We conclude that acceleration of protons by a common coronal shock can account for both the SEPs observed in interplanetary space and sustained γ-ray emission observed by LAT in the 2013 Oct. 11 and 2014 Sep. 01 behind-the-limb events. This conclusion is supported by our detailed modeling of the CME shock and particle acceleration onto magnetic field lines both reaching the visible solar disk and interplanetary SEP detectors. We found that supercritical shocks were capable of accelerating protons of high energy onto the visible disk fast enough to produce the SGRE observed by LAT. However, we found no clear correlation between the shock Mach number levels and the intensity of the γ-ray flux measured by LAT, suggesting that the physics is more complicated. We find that averaging the parameter ⟨ nVsh ⟩ over the shock parts that are connected to the visible disk can grossly reproduce the time-evolution profile of the >100 MeV γ-ray flux if only Mfm > 3 shock parts are selected. In the latter expression n is the fluid density and Vsh is the local shock front speed. This apparent empirical relationship needs to be substantiated by physically grounded models. This will potentially allow us to accurately estimate the time-dependent flux and energy of precipitating particles on the solar surface and escaping into the inner heliosphere.
Another possible scenario involves long-lasting post-CME coronal energy release (e.g., Akimov et al. 1996; Chertok 1996; Klein & Trottet 2001; Klein et al. 2014).
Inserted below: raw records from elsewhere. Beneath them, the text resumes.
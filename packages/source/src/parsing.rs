//! Shared cell parsing utilities for dataset rows.
//!
//! Year, population, and JSON cell conversions used by the schema, the
//! store builder, and the loader.

use disaster_map_disaster_models::{Year, parse_int_prefix};

/// Parses a year cell (`"1970"`, `" 1970 "`). Returns `None` for blank or
/// non-numeric text.
#[must_use]
pub fn parse_year(s: &str) -> Option<Year> {
    parse_int_prefix(s).and_then(|v| Year::try_from(v).ok())
}

/// Parses a column header as a population-year column. Unlike
/// [`parse_year`], the whole header must be digits so that columns such as
/// `"2nd source"` are not mistaken for years.
#[must_use]
pub fn parse_year_header(s: &str) -> Option<Year> {
    let s = s.trim();
    if s.is_empty() || !s.bytes().all(|b| b.is_ascii_digit()) {
        return None;
    }
    s.parse().ok()
}

/// Parses a population cell. Returns `None` if blank, non-numeric, or
/// negative.
#[must_use]
pub fn parse_population(s: &str) -> Option<u64> {
    parse_int_prefix(s).and_then(|v| u64::try_from(v).ok())
}

/// Converts a JSON cell into the text form a CSV cell would have.
/// `null` becomes the literal `"null"` the dataset uses for unknown values.
#[must_use]
pub fn json_cell_text(value: &serde_json::Value) -> String {
    match value {
        serde_json::Value::Null => "null".to_string(),
        serde_json::Value::String(s) => s.clone(),
        other => other.to_string(),
    }
}
//! Shared in-memory stores for unit tests.

use disaster_map_disaster_models::{
    CountryRecord, DisasterStats, DisasterStore, DisasterType, StatValue, Year,
};

/// Builds a stats entry from raw cell text, the way the loader would.
pub fn stats(deaths: &str, affected: &str, damage: &str) -> DisasterStats {
    let mut stats = DisasterStats::default();
    stats
        .values
        .insert("Total deaths".to_string(), StatValue::parse(deaths));
    stats
        .values
        .insert("Total affected".to_string(), StatValue::parse(affected));
    stats
        .values
        .insert("Total damage".to_string(), StatValue::parse(damage));
    stats
}

pub fn insert(record: &mut CountryRecord, year: Year, ty: DisasterType, entry: DisasterStats) {
    record.disaster.entry(year).or_default().insert(ty, entry);
}

/// Bermuda: storms and floods in 1970-1971 with population for both years.
/// Chile: events in 1960, 1962, and 1965 with population for 1960 only.
pub fn sample_store() -> DisasterStore {
    let mut bermuda = CountryRecord::new("Bermuda");
    bermuda.population.insert(1970, 50_000);
    bermuda.population.insert(1971, 52_000);
    insert(&mut bermuda, 1970, DisasterType::Storm, stats("5", "100", "null"));
    insert(&mut bermuda, 1971, DisasterType::Flood, stats("10", "null", "2000"));

    let mut chile = CountryRecord::new("Chile");
    chile.population.insert(1960, 7_600_000);
    insert(
        &mut chile,
        1960,
        DisasterType::Earthquake,
        stats("1655", "2000000", "550000"),
    );
    insert(&mut chile, 1962, DisasterType::Flood, stats("null", "3000", "null"));
    insert(&mut chile, 1965, DisasterType::Drought, stats("0", "500", "0"));

    DisasterStore::from([
        ("Bermuda".to_string(), bermuda),
        ("Chile".to_string(), chile),
    ])
}
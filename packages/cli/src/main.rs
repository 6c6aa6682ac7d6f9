#![cfg_attr(feature = "fail-on-warnings", deny(warnings))]
#![warn(clippy::all, clippy::pedantic, clippy::nursery, clippy::cargo)]
#![allow(clippy::multiple_crate_versions, clippy::cargo_common_metadata)]

//! Command-line front end for the disaster map dashboard.
//!
//! ```text
//! disaster_map views [--start 1970] [--end 2000] [--country Chile] [--disaster-type Flood] [--metric affected]
//! disaster_map total <country> [--field "Total deaths"]
//! disaster_map serve
//! ```
//!
//! Running `disaster_map` with no subcommand enters interactive mode.
//!
//! Uses `indicatif-log-bridge` (via [`disaster_map_cli_utils::init_logger`])
//! to route `log` output through `indicatif::MultiProgress` so that log
//! lines and the loading progress bar never fight for the terminal.

mod dataset;
mod interactive;
mod render;

use std::path::PathBuf;

use clap::{Parser, Subcommand};
use disaster_map_analytics::aggregate::get_total;
use disaster_map_dashboard::{DashboardConfig, Selection, derive_views};
use disaster_map_disaster_models::{DisasterType, Metric, Year, YearRange, fields};

#[derive(Parser)]
#[command(
    name = "disaster_map",
    about = "Explore natural disaster statistics by country, type, and year"
)]
struct Cli {
    /// Dataset path or URL (overrides the config file and `DISASTER_MAP_DATA`)
    #[arg(long, global = true)]
    data: Option<String>,

    /// Config file (overrides `DISASTER_MAP_CONFIG`)
    #[arg(long, global = true)]
    config: Option<PathBuf>,

    #[command(subcommand)]
    command: Option<Commands>,
}

#[derive(Subcommand)]
enum Commands {
    /// Print the map, bar, and line views for a selection as JSON
    Views {
        /// First year (defaults to the configured or dataset start)
        #[arg(long)]
        start: Option<Year>,
        /// Last year (defaults to the configured or dataset end)
        #[arg(long)]
        end: Option<Year>,
        /// Selected country
        #[arg(long)]
        country: Option<String>,
        /// Selected disaster type, e.g. "Flood"
        #[arg(long, value_parser = parse_disaster_type)]
        disaster_type: Option<DisasterType>,
        /// Metric for the bar and line views
        #[arg(long, value_parser = parse_metric)]
        metric: Option<Metric>,
    },
    /// Sum one statistic column over every year and type for a country
    Total {
        /// Country name
        country: String,
        /// Statistic column
        #[arg(long, default_value = fields::TOTAL_DEATHS)]
        field: String,
    },
    /// Start the HTTP API server
    Serve,
}

fn parse_disaster_type(s: &str) -> Result<DisasterType, String> {
    s.parse().map_err(|_| {
        let names: Vec<String> = DisasterType::all().iter().map(ToString::to_string).collect();
        format!("unknown disaster type '{s}' (expected one of: {})", names.join(", "))
    })
}

fn parse_metric(s: &str) -> Result<Metric, String> {
    s.parse().map_err(|_| {
        let names: Vec<String> = Metric::all().iter().map(ToString::to_string).collect();
        format!("unknown metric '{s}' (expected one of: {})", names.join(", "))
    })
}

fn load_config(cli: &Cli) -> Result<DashboardConfig, Box<dyn std::error::Error>> {
    let mut config = match &cli.config {
        Some(path) => DashboardConfig::load(path)?,
        None => DashboardConfig::from_env()?,
    };
    if let Some(data) = &cli.data {
        config.data_path.clone_from(data);
    }
    Ok(config)
}

#[tokio::main]
async fn main() -> Result<(), Box<dyn std::error::Error>> {
    let multi = disaster_map_cli_utils::init_logger();
    let cli = Cli::parse();
    let config = load_config(&cli)?;

    let Some(command) = cli.command else {
        return interactive::run(config, &multi).await;
    };

    match command {
        Commands::Views {
            start,
            end,
            country,
            disaster_type,
            metric,
        } => {
            let dataset = dataset::load(&config, &multi).await?;
            let initial = config.initial_years(dataset.bounds);
            let years = YearRange::new(
                start.unwrap_or_else(|| initial.start()),
                end.unwrap_or_else(|| initial.end()),
            )?
            .clamp_to(dataset.bounds);

            let mut selection = Selection::new(years, metric.unwrap_or(config.metric));
            selection.country = country;
            selection.disaster_type = disaster_type;

            let views = derive_views(&dataset.store, &selection);
            println!("{}", serde_json::to_string_pretty(&views)?);
        }
        Commands::Total { country, field } => {
            let dataset = dataset::load(&config, &multi).await?;
            if !dataset.store.contains_key(&country) {
                eprintln!("Country not found: {country}");
                std::process::exit(1);
            }
            println!("{}", get_total(&dataset.store, &country, &field));
        }
        Commands::Serve => {
            // The server uses actix-web's runtime, so we need to run it
            // in a blocking task to avoid nesting tokio runtimes.
            tokio::task::spawn_blocking(move || {
                actix_web::rt::System::new().block_on(disaster_map_server::run_server(config))
            })
            .await??;
        }
    }

    Ok(())
}

#[cfg(test)]
mod tests {
    use super::*;

    #[test]
    fn views_args_parse_type_and_metric() {
        let cli = Cli::try_parse_from([
            "disaster_map",
            "views",
            "--disaster-type",
            "Extreme temperature",
            "--metric",
            "affected",
        ])
        .unwrap();

        match cli.command {
            Some(Commands::Views {
                disaster_type,
                metric,
                ..
            }) => {
                assert_eq!(disaster_type, Some(DisasterType::ExtremeTemperature));
                assert_eq!(metric, Some(Metric::Affected));
            }
            _ => panic!("expected views command"),
        }
    }

    #[test]
    fn unknown_type_and_metric_are_rejected() {
        assert!(parse_disaster_type("Meteor").unwrap_err().contains("Flood"));
        assert!(parse_metric("casualties").unwrap_err().contains("death"));
        assert!(
            Cli::try_parse_from(["disaster_map", "views", "--metric", "casualties"]).is_err()
        );
    }
}
#![cfg_attr(feature = "fail-on-warnings", deny(warnings))]
#![warn(clippy::all, clippy::pedantic, clippy::nursery, clippy::cargo)]
#![allow(clippy::multiple_crate_versions, clippy::cargo_common_metadata)]

//! Shared CLI utilities for the disaster map tools.
//!
//! Provides an `indicatif`-backed progress bar behind the
//! [`ProgressCallback`] trait, plus [`init_logger`] which sets up
//! `indicatif-log-bridge` so that `log::info!` and friends are suspended
//! while progress bars redraw.

use std::sync::Arc;
use std::time::Duration;

use disaster_map_source::progress::ProgressCallback;
use indicatif::{ProgressBar, ProgressStyle};

pub use indicatif::MultiProgress;

/// An `indicatif` [`ProgressBar`] that implements [`ProgressCallback`].
pub struct IndicatifProgress {
    bar: ProgressBar,
    /// Style to switch to once `set_total()` provides a known length.
    bar_style: ProgressStyle,
}

impl IndicatifProgress {
    /// Creates a progress bar that starts as a spinner (no row count known)
    /// and transitions to a full bar with percentage/ETA once
    /// [`ProgressCallback::set_total()`] is called.
    #[must_use]
    pub fn rows_bar(multi: &MultiProgress, message: &str) -> Arc<dyn ProgressCallback> {
        let bar = multi.add(ProgressBar::new_spinner());
        bar.enable_steady_tick(Duration::from_millis(100));
        bar.set_style(
            ProgressStyle::with_template("{spinner:.cyan} {msg}")
                .unwrap_or_else(|_| ProgressStyle::default_spinner()),
        );
        bar.set_message(message.to_string());

        let bar_style = ProgressStyle::with_template(
            "  {msg} {wide_bar:.cyan/dim} {pos}/{len} rows {percent}% [{eta}]",
        )
        .unwrap_or_else(|_| ProgressStyle::default_bar())
        .progress_chars("##-");

        Arc::new(Self { bar, bar_style })
    }
}

impl ProgressCallback for IndicatifProgress {
    fn set_total(&self, total: u64) {
        self.bar.set_length(total);
        self.bar.set_position(0);
        // Switch from spinner to bar style now that we know the total.
        self.bar.set_style(self.bar_style.clone());
    }

    fn inc(&self, delta: u64) {
        self.bar.inc(delta);
    }

    fn set_message(&self, msg: String) {
        self.bar.set_message(msg);
    }

    fn finish(&self, msg: String) {
        self.bar.finish_with_message(msg);
    }
}

/// Initializes the global logger wrapped in `indicatif-log-bridge` so that
/// `log::info!` and friends are suspended while progress bars redraw.
///
/// Returns the [`MultiProgress`] that all progress bars must be added to.
#[must_use]
pub fn init_logger() -> MultiProgress {
    let multi = MultiProgress::new();

    let logger = pretty_env_logger::formatted_builder()
        .parse_env("RUST_LOG")
        .build();
    let level = logger.filter();

    indicatif_log_bridge::LogWrapper::new(multi.clone(), logger)
        .try_init()
        .ok(); // Ignore error if logger was already set (e.g., in tests)

    log::set_max_level(level);

    multi
}
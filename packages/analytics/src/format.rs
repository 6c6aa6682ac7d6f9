//! Display formatting for chart labels and tooltips.

use disaster_map_disaster_models::{Metric, YearRange};

const SUFFIXES: [&str; 3] = ["K", "M", "B"];

/// Rounds to one decimal place.
fn round1(v: f64) -> f64 {
    (v * 10.0).round() / 10.0
}

/// Short form of a number: `1500` -> `"1.5K"`, `2_000_000` -> `"2M"`,
/// `3.2e9` -> `"3.2B"`. Values under a thousand are rounded to an integer.
#[must_use]
#[allow(clippy::cast_possible_truncation, clippy::cast_sign_loss)]
pub fn value_format_short(value: f64) -> String {
    if !value.is_finite() {
        return "n/a".to_string();
    }

    let abs = value.abs();
    let sign = if value < 0.0 { "-" } else { "" };

    if abs.round() < 1000.0 {
        let whole = abs.round() as u64;
        if whole == 0 {
            return "0".to_string();
        }
        return format!("{sign}{whole}");
    }

    let mut tier = 0;
    let mut scaled = abs / 1000.0;
    while round1(scaled) >= 1000.0 && tier + 1 < SUFFIXES.len() {
        scaled /= 1000.0;
        tier += 1;
    }

    let text = format!("{:.1}", round1(scaled));
    let text = text.strip_suffix(".0").unwrap_or(&text);
    format!("{sign}{text}{}", SUFFIXES[tier])
}

/// Short form of a metric total, with a currency sign for damage.
#[must_use]
#[allow(clippy::cast_precision_loss)]
pub fn format_metric_value(metric: Metric, value: i64) -> String {
    let short = value_format_short(value as f64);
    match metric {
        Metric::Damage => format!("${short}"),
        Metric::Affected | Metric::Death | Metric::Frequency => short,
    }
}

/// A death ratio as deaths per million people, or `"no data"`.
#[must_use]
pub fn format_ratio_per_million(ratio: Option<f64>) -> String {
    match ratio {
        Some(r) if r.is_finite() => format!("{:.2} per million", r * 1_000_000.0),
        _ => "no data".to_string(),
    }
}

/// `"1970"` for a single year, `"1960 to 2015"` otherwise.
#[must_use]
pub fn format_year_range(range: YearRange) -> String {
    if range.start() == range.end() {
        range.start().to_string()
    } else {
        format!("{} to {}", range.start(), range.end())
    }
}
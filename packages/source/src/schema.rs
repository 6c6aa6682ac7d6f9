//! Explicit column schema for disaster dataset rows.
//!
//! Each header is classified once, up front: the three identifying columns,
//! the known statistic columns, and population columns whose header is a
//! year. Rows are then read through the schema instead of inspecting every
//! field name on every row.

use std::collections::BTreeMap;

use disaster_map_disaster_models::{Year, fields};

use crate::parsing::parse_year_header;

/// How a column is interpreted by the store builder.
#[derive(Debug, Clone, Copy, PartialEq, Eq)]
pub enum ColumnKind {
    /// The `Country Name` column.
    CountryName,
    /// The `Year` column.
    Year,
    /// The `Disaster Type` column.
    DisasterType,
    /// A disaster statistic, stored on the (year, type) entry.
    Stat,
    /// Population for the given year.
    Population(Year),
}

impl ColumnKind {
    /// Classifies a single header.
    #[must_use]
    pub fn of(header: &str) -> Self {
        match header {
            fields::COUNTRY_NAME => Self::CountryName,
            fields::YEAR => Self::Year,
            fields::DISASTER_TYPE => Self::DisasterType,
            h if fields::KNOWN_STATS.contains(&h) => Self::Stat,
            h => parse_year_header(h).map_or(Self::Stat, Self::Population),
        }
    }
}

/// Column classification for a whole dataset.
#[derive(Debug, Clone, Default)]
pub struct RowSchema {
    columns: BTreeMap<String, ColumnKind>,
}

impl RowSchema {
    /// Builds a schema from the dataset headers. Headers that are neither
    /// known nor year-shaped are kept as extra statistics.
    #[must_use]
    pub fn from_headers<I, S>(headers: I) -> Self
    where
        I: IntoIterator<Item = S>,
        S: AsRef<str>,
    {
        let mut columns = BTreeMap::new();

        for header in headers {
            let header = header.as_ref();
            if columns.contains_key(header) {
                continue;
            }
            let kind = ColumnKind::of(header);
            if kind == ColumnKind::Stat && !fields::KNOWN_STATS.contains(&header) {
                log::debug!("Treating unrecognized column '{header}' as a disaster statistic");
            }
            columns.insert(header.to_string(), kind);
        }

        let populations = columns
            .values()
            .filter(|k| matches!(k, ColumnKind::Population(_)))
            .count();
        log::debug!(
            "Schema: {} columns, {populations} population-year columns",
            columns.len()
        );

        Self { columns }
    }

    /// Looks up how `header` is interpreted. Headers not seen when the
    /// schema was built are classified on the fly.
    #[must_use]
    pub fn kind(&self, header: &str) -> ColumnKind {
        self.columns
            .get(header)
            .copied()
            .unwrap_or_else(|| ColumnKind::of(header))
    }

    /// Years that have a population column, ascending.
    #[must_use]
    pub fn population_years(&self) -> Vec<Year> {
        let mut years: Vec<Year> = self
            .columns
            .values()
            .filter_map(|k| match k {
                ColumnKind::Population(year) => Some(*year),
                _ => None,
            })
            .collect();
        years.sort_unstable();
        years
    }

    /// Whether every identifying column is present.
    #[must_use]
    pub fn has_identity_columns(&self) -> bool {
        [
            ColumnKind::CountryName,
            ColumnKind::Year,
            ColumnKind::DisasterType,
        ]
        .iter()
        .all(|needed| self.columns.values().any(|k| k == needed))
    }
}
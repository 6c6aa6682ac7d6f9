//! Views derived from the pristine store for one selection.
//!
//! Each chart filters on every dimension except its own: the map ignores
//! the selected country, the bar chart ignores the selected type, and the
//! line chart honours both. All three respect the year range.

use disaster_map_analytics::{aggregate, color, filter, ratio};
use disaster_map_analytics_models::{BarDatum, LinePoint, MapDatum};
use disaster_map_disaster_models::{DisasterStore, DisasterType, Metric, YearRange};
use serde::Serialize;

use crate::selection::Selection;

/// Choropleth data: one entry per country.
#[derive(Debug, Clone, PartialEq, Serialize)]
#[serde(rename_all = "camelCase")]
pub struct MapView {
    /// Range the averages were taken over.
    pub years: YearRange,
    /// Per-country average ratio and fill.
    pub countries: Vec<MapDatum>,
    /// Largest average ratio, 0 when no country has one.
    pub max_ratio: f64,
    /// Country highlighted on the map.
    pub selected_country: Option<String>,
}

/// Bar chart data: one bar per disaster type.
#[derive(Debug, Clone, PartialEq, Eq, Serialize)]
#[serde(rename_all = "camelCase")]
pub struct BarView {
    /// Totals per type, always one per known type.
    pub bars: Vec<BarDatum>,
    /// Metric the bars are sized by.
    pub metric: Metric,
    /// Highlighted bar.
    pub selected_type: Option<DisasterType>,
}

/// Line chart data: one point per year of the range.
#[derive(Debug, Clone, PartialEq, Eq, Serialize)]
#[serde(rename_all = "camelCase")]
pub struct LineView {
    /// Range covered by the series.
    pub years: YearRange,
    /// Metric the series tracks.
    pub metric: Metric,
    /// Metric totals per year.
    pub series: Vec<LinePoint>,
    /// Event counts per year.
    pub counts: Vec<u64>,
}

/// Everything the charts need for one selection.
#[derive(Debug, Clone, PartialEq, Serialize)]
#[serde(rename_all = "camelCase")]
pub struct DashboardViews {
    /// The selection these views were derived for.
    pub selection: Selection,
    /// Choropleth view.
    pub map: MapView,
    /// Bar chart view.
    pub bar: BarView,
    /// Line chart view.
    pub line: LineView,
}

fn map_view(data: &DisasterStore, selection: &Selection) -> MapView {
    let ratios = ratio::ratios_over(data, selection.years);
    let max_ratio = ratio::max_ratio(&ratios);

    let countries = data
        .iter()
        .map(|(name, record)| {
            let average_ratio = ratios.get(name).and_then(|r| r.average);
            let intensity = color::intensity(average_ratio, max_ratio);
            MapDatum {
                country_name: record.country_name.clone(),
                average_ratio,
                intensity,
                fill: color::choropleth_fill(intensity),
            }
        })
        .collect();

    MapView {
        years: selection.years,
        countries,
        max_ratio,
        selected_country: selection.country.clone(),
    }
}

/// Derives every view from the pristine store. `pristine` is only read.
#[must_use]
pub fn derive_views(pristine: &DisasterStore, selection: &Selection) -> DashboardViews {
    let years = selection.years;
    let country = selection.country.as_deref();
    let base = filter::Filters::new().years(years);

    let map_data = filter::apply(pristine, &base.clone().disaster_type(selection.disaster_type));
    let bar_data = filter::apply(pristine, &base.clone().country(country));
    let line_data = filter::apply(
        pristine,
        &base.disaster_type(selection.disaster_type).country(country),
    );

    log::debug!(
        "Derived views for {years} (country={country:?}, type={:?}, metric={})",
        selection.disaster_type,
        selection.metric,
    );

    DashboardViews {
        selection: selection.clone(),
        map: map_view(&map_data, selection),
        bar: BarView {
            bars: aggregate::to_bar_data(&bar_data),
            metric: selection.metric,
            selected_type: selection.disaster_type,
        },
        line: LineView {
            years,
            metric: selection.metric,
            series: aggregate::to_line_series(&line_data, years, selection.metric),
            counts: aggregate::to_line_data(&line_data, years),
        },
    }
}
Tool available at: http://omniweb.gsfc.nasa.gov/ftpbrowser/flux_spectr_m1.html
Acknowledgments
I.P. kindly acknowledges Rui Pinto for providing the PFSS model grid data and for the help with the MSL RAD data extraction. I.P. acknowledges financial support from the HELCATS project under the FP7 EU contract number 606692. We thank Brian Dennis and Kim Tolbert for providing MESSENGER/SAX data. G. Share acknowledges support from NSF Grant 1156092, NASA Fermi/GI Grant GSFC #71080, and the EU’s Horizon 2020 research and innovation program under grant agreement No. 637324 (HESPERIA). We acknowledge usage of the tools made available by the Plasma Physics Data Center (Centre de Données de la Physique des Plasmas; CDPP; http://cdpp.eu/), the Virtual Solar Observatory (VSO; http://sdac.virtualsolar.org), the Multi Experiment Data & Operation Center (MEDOC; https://idoc.ias.u-psud.fr/MEDOC), the French Space Agency (Centre National d’Études Spatiales; CNES; https://cnes.fr/fr), and the space weather team in Toulouse (Solar-Terrestrial Observations and Modelling Service; STORMS; https://stormsweb.irap.omp.eu/). This includes the data mining tools AMDA (http://amda.cdpp.eu/) and CLWEB (clweb.cesr.fr/) and the propagation tool (http://propagationtool.cdpp.eu). The STEREO SECCHI data are produced by a consortium of RAL (UK), NRL (USA), LMSAL (USA), GSFC (USA), MPS (Germany), CSL (Belgium), IOTA (France), and IAS (France). The ACE data were obtained from the ACE science center. The WIND data were obtained from the Space Physics Data Facility. The MSL RAD data were obtained through the Planetary Data System (PDS).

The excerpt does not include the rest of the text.